Although vociferously opposed by congressional leaders on both sides, Eisenhower refused to be deflected, and, in a television speech, stated: "If the United Nations once admits that international disputes can be settled by using force, then we will have destroyed the very foundation of the organization. . . . The United Nations has no choice but to exert pressure upon Israel to comply with the resolutions. . . . " Albeit grudgingly, the Israelis pulled back their troops.3

Israel today is more dependent on U.S. help than ever. Her dependence on U.S. public and private aid is shown by the fact that her GNP is only slightly larger than her budget. Last year, our public sector aid amounted to $2.34 billion, which means more than $600 for every man, woman and child in Israel, or, if one excludes the Arab population of that country, roughly $700 for every Jewish man, woman or child in the country. A similar amount is in view for the current fiscal year, and our contribution to a country of 3.2 million people will again be a very high percentage of our total foreign aid programs. Rarely before have so many done so much for so few. Yet the aid should not be begrudged if it works for the long-range interest of the Israeli people.

In view of these facts, the national decision Americans must make is quite clear: It is not whether we should try to force an unpalatable peace on the Israeli people, but rather how much longer we should continue to pour assistance into Israel to support policies that impede progress toward peace and thus accentuate the possibility of war, with all the dangers that that holds not only for Israel but for the United States and the other industrialized democracies of Western Europe and Japan. Put another way, how much longer should we go on subsidizing a stalemate that is manifestly untenable for all concerned?

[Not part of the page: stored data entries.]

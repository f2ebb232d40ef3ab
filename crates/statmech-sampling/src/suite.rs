use std::fs;
use std::path::{Path, PathBuf};

use rayon::prelude::*;
use serde::{Deserialize, Serialize};
use statmech_core::errors::ErrorInfo;
use statmech_core::{derive_substream_seed, RngHandle, StatmechError};
use tracing::{debug, info, warn};

use crate::coins::{biased_real, uniform_real, BiasedCoins};
use crate::histogram::Histogram;

/// Draws generated per RNG substream.
pub const CHUNK_SIZE: usize = 65_536;

const UNIFORM_FAMILY: u64 = 0;
const BIASED_FAMILY: u64 = 1;

/// YAML-configurable sampling experiment.
#[derive(Debug, Clone, PartialEq, Serialize, Deserialize)]
pub struct SuiteConfig {
    /// Directory receiving the histogram CSV files.
    #[serde(default = "default_output_dir")]
    pub output_dir: PathBuf,
    /// Bins per histogram.
    #[serde(default = "default_bins")]
    pub bins: usize,
    /// Sample counts of the fair-coin sequences.
    #[serde(default = "default_uniform_sizes")]
    pub uniform_sizes: Vec<usize>,
    /// Bias parameters of the biased sequences.
    #[serde(default = "default_lambdas")]
    pub lambdas: Vec<f64>,
    /// Sample count of every biased sequence.
    #[serde(default = "default_biased_size")]
    pub biased_size: usize,
    /// Seed all sequence substreams derive from.
    #[serde(default = "default_master_seed")]
    pub master_seed: u64,
}

fn default_output_dir() -> PathBuf {
    PathBuf::from("output")
}

fn default_bins() -> usize {
    100
}

fn default_uniform_sizes() -> Vec<usize> {
    vec![100, 10_000, 1_000_000]
}

fn default_lambdas() -> Vec<f64> {
    vec![0.0, 0.5, 1.0, 2.0]
}

fn default_biased_size() -> usize {
    1_000_000
}

fn default_master_seed() -> u64 {
    0xC014_F11F_5EED_0002
}

impl Default for SuiteConfig {
    fn default() -> Self {
        Self {
            output_dir: default_output_dir(),
            bins: default_bins(),
            uniform_sizes: default_uniform_sizes(),
            lambdas: default_lambdas(),
            biased_size: default_biased_size(),
            master_seed: default_master_seed(),
        }
    }
}

impl SuiteConfig {
    /// Parses and validates a YAML document.
    pub fn from_yaml_str(contents: &str) -> Result<Self, StatmechError> {
        let config: SuiteConfig = serde_yaml::from_str(contents).map_err(|err| {
            StatmechError::Config(ErrorInfo::new("config-parse", err.to_string()))
        })?;
        config.validate()?;
        Ok(config)
    }

    /// Reads, parses and validates a YAML file.
    pub fn from_yaml_path(path: &Path) -> Result<Self, StatmechError> {
        let contents =
            fs::read_to_string(path).map_err(|err| StatmechError::io("config-read", err, path))?;
        Self::from_yaml_str(&contents)
    }

    /// Rejects configurations that cannot produce histograms.
    pub fn validate(&self) -> Result<(), StatmechError> {
        if self.bins == 0 {
            return Err(StatmechError::Config(
                ErrorInfo::new("bins", "histograms need at least one bin")
                    .with_hint("the default is 100 bins"),
            ));
        }
        if let Some(lambda) = self.lambdas.iter().find(|l| !l.is_finite()) {
            return Err(StatmechError::Config(
                ErrorInfo::new("lambda", "bias parameters must be finite")
                    .with_context("lambda", lambda),
            ));
        }
        Ok(())
    }
}

/// File name of the fair sequence with `samples` draws.
pub fn uniform_file_name(samples: usize) -> String {
    format!("sequence{samples}.csv")
}

/// File name of the biased sequence for `lambda`, keyed by `10 * lambda`
/// truncated towards zero.
pub fn biased_file_name(lambda: f64) -> String {
    format!("sequence_biased{}.csv", (lambda * 10.0).trunc() as i64)
}

/// One histogram written by [`run_suite`].
#[derive(Debug, Clone, PartialEq, Serialize, Deserialize)]
pub struct SuiteOutput {
    /// CSV file written.
    pub path: PathBuf,
    /// Number of values histogrammed.
    pub samples: usize,
    /// Bias parameter, `None` for fair sequences.
    pub lambda: Option<f64>,
    /// The histogram itself.
    pub histogram: Histogram,
}

/// Histograms `samples` values drawn by `draw`.
///
/// The draws are split into [`CHUNK_SIZE`] chunks generated in parallel, chunk
/// `k` using substream `k` of `seed`, so the result does not depend on the
/// thread count.
pub fn sample_histogram<F>(
    samples: usize,
    bins: usize,
    seed: u64,
    draw: F,
) -> Result<Histogram, StatmechError>
where
    F: Fn(&mut RngHandle) -> f64 + Sync,
{
    let empty = Histogram::new(bins)?;
    let chunks = samples.div_ceil(CHUNK_SIZE);
    (0..chunks)
        .into_par_iter()
        .map(|chunk| -> Result<Histogram, StatmechError> {
            let start = chunk * CHUNK_SIZE;
            let len = CHUNK_SIZE.min(samples - start);
            let mut rng = RngHandle::substream(seed, chunk as u64);
            let mut histogram = empty.clone();
            for _ in 0..len {
                histogram.add(draw(&mut rng));
            }
            Ok(histogram)
        })
        .try_reduce(
            || empty.clone(),
            |mut left, right| {
                left.merge(&right)?;
                Ok(left)
            },
        )
}

/// Histogram of `samples` fair coin-flip reals.
pub fn uniform_histogram(
    samples: usize,
    bins: usize,
    seed: u64,
) -> Result<Histogram, StatmechError> {
    sample_histogram(samples, bins, seed, uniform_real)
}

/// Histogram of `samples` biased coin-flip reals.
pub fn biased_histogram(
    lambda: f64,
    samples: usize,
    bins: usize,
    seed: u64,
) -> Result<Histogram, StatmechError> {
    let coins = BiasedCoins::new(lambda)?;
    sample_histogram(samples, bins, seed, |rng| biased_real(&coins, rng))
}

/// Generates every configured sequence and writes one CSV histogram per sequence.
pub fn run_suite(config: &SuiteConfig) -> Result<Vec<SuiteOutput>, StatmechError> {
    config.validate()?;
    fs::create_dir_all(&config.output_dir)
        .map_err(|err| StatmechError::io("output-dir-create", err, &config.output_dir))?;

    let mut outputs: Vec<SuiteOutput> = Vec::with_capacity(config.uniform_sizes.len() + config.lambdas.len());

    info!(sequences = config.uniform_sizes.len(), "generating fair sequences");
    let uniform_seed = derive_substream_seed(config.master_seed, UNIFORM_FAMILY);
    for (index, &samples) in config.uniform_sizes.iter().enumerate() {
        let path = config.output_dir.join(uniform_file_name(samples));
        if outputs.iter().any(|output| output.path == path) {
            warn!(samples, path = %path.display(), "file name collides, overwriting");
        }
        let seed = derive_substream_seed(uniform_seed, index as u64);
        let histogram = uniform_histogram(samples, config.bins, seed)?;
        histogram.write_csv(&path)?;
        info!(samples, path = %path.display(), "fair sequence written");
        outputs.push(SuiteOutput {
            path,
            samples,
            lambda: None,
            histogram,
        });
    }

    info!(sequences = config.lambdas.len(), "generating biased sequences");
    let biased_seed = derive_substream_seed(config.master_seed, BIASED_FAMILY);
    for (index, &lambda) in config.lambdas.iter().enumerate() {
        let path = config.output_dir.join(biased_file_name(lambda));
        if outputs.iter().any(|output| output.path == path) {
            warn!(lambda, path = %path.display(), "file name collides, overwriting");
        }
        let seed = derive_substream_seed(biased_seed, index as u64);
        let histogram = biased_histogram(lambda, config.biased_size, config.bins, seed)?;
        histogram.write_csv(&path)?;
        info!(
            lambda,
            samples = config.biased_size,
            path = %path.display(),
            "biased sequence written"
        );
        outputs.push(SuiteOutput {
            path,
            samples: config.biased_size,
            lambda: Some(lambda),
            histogram,
        });
    }

    debug!(files = outputs.len(), "sampling suite finished");
    Ok(outputs)
}
//! Temperature scan of a periodic 1-D Ising chain, compared against the exact
//! infinite-chain results. Artefacts land in `output/ising1d/T<temperature>/`.

use std::error::Error;
use std::path::PathBuf;

use statmech_core::Boundary;
use statmech_mcmc::{exact, LatticeMeasurement, RunConfig};
use tracing::info;
use tracing_subscriber::EnvFilter;

const LATTICE_SIZE: usize = 100;
const TEMPERATURES: [f64; 6] = [0.5, 1.0, 1.5, 2.0, 3.0, 5.0];

fn main() -> Result<(), Box<dyn Error>> {
    tracing_subscriber::fmt()
        .with_env_filter(
            EnvFilter::try_from_default_env().unwrap_or_else(|_| EnvFilter::new("info")),
        )
        .init();

    let measurement = LatticeMeasurement::magnetization(LATTICE_SIZE);
    for temperature in TEMPERATURES {
        let mut config = RunConfig::for_boundary(Boundary::Periodic);
        config.temperature = temperature;
        config.burn_in = 500;
        config.sweeps = 5_000;
        config.chains = 4;
        config.output.run_directory =
            Some(PathBuf::from("output/ising1d").join(format!("T{temperature:.2}")));

        let summary = measurement.run(&config)?;
        let coupling = config.lattice.coupling;
        info!(
            temperature,
            energy_per_site = summary.pooled.energy_per_site,
            exact_energy_per_site = exact::energy_per_site_zero_field(coupling, temperature),
            specific_heat = summary.pooled.specific_heat,
            exact_specific_heat = exact::specific_heat_zero_field(coupling, temperature),
            abs_magnetization_per_site = summary.pooled.abs_magnetization_per_site,
            "temperature point done"
        );
    }
    Ok(())
}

The unhappy dilemma of Israel is that, so long as she refuses to give up the territorial gains from her 1967 conquest and thus prevents possible progress toward peace, she must continue as a ward of the United States. With her economy already overstretched, Israel could not maintain anything like her present level of military capability without the continued infusion of something approaching $2 billion a year from the American treasury, to say nothing of the vast amounts provided by the generosity of the American Jewish community under provisions in the American tax laws and regulations that facilitate such contributions. Even with that huge subsidy, there is a serious question as to how much longer her economy can continue as it is now going. Time is clearly not working on Israel's side; she cannot indefinitely withstand the internal strains and stresses endemic to a garrison state without irreparable harm to her social and economic fabric. With 36 percent of her GNP committed to defense - equivalent to a U.S. defense budget of $560 billion - with inflation running at 35 percent, with the rate of interest on bank loans ranging between 25 and 35 percent, and with very nearly the highest tax rates in the world, her economy has slowed to an annual real growth rate of only three percent a year, while in 1976 her balance of trade deficit amounted to more than $3 billion.

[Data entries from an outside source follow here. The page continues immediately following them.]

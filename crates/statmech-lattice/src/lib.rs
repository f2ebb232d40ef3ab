#![deny(missing_docs)]
//! Concrete lattice topologies implementing [`statmech_core::Lattice`].

/// One-dimensional spin chain.
pub mod chain;
/// Integer observables and their single-flip deltas.
pub mod observables;

pub use chain::{magnetization_diff, Lattice1D};
pub use observables::{bond_sum, bond_sum_diff, spin_sum, spin_sum_diff};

The uncertain future of an embattled Israel and the lack of economic security in a garrison state have meant that recently even some Sabras have been leaving the country, while last year total emigration exceeded immigration. The effect on national cohesion and morale is suggested by the datum that the number of work days lost by strikes has tripled since 1974. Beleaguered Israel is no longer the same land of bright promise it was a few years ago; in spite of strenuous efforts to encourage immigration, 60 percent of the Jews permitted to leave the Soviet Union for Israel last year never arrived there but moved by way of Vienna to such Western countries as the United States, Canada, and France.

But, in spite of these foreboding developments, Israeli diplomacy will not be easily pushed off dead center. One will hear much of the contention that America should not undertake to turn Resolution 242 into a full-fledged plan of settlement, since only the Israelis are competent to decide what they require for their own security and we have no right to interpose our own judgment. Yet the premise on which this argument is based seems to me faulty since it assumes that the Arab-Israeli conflict is merely a parochial affair engaging the interests of only the direct participants - as though, in other words, the area were hermetically sealed off from the rest of the world. The realities are unhappily quite different. If we permit war to erupt in the Middle East with the heightened intensity provided by sophisticated weapons, the dangers for America and for world prosperity and peace are appalling.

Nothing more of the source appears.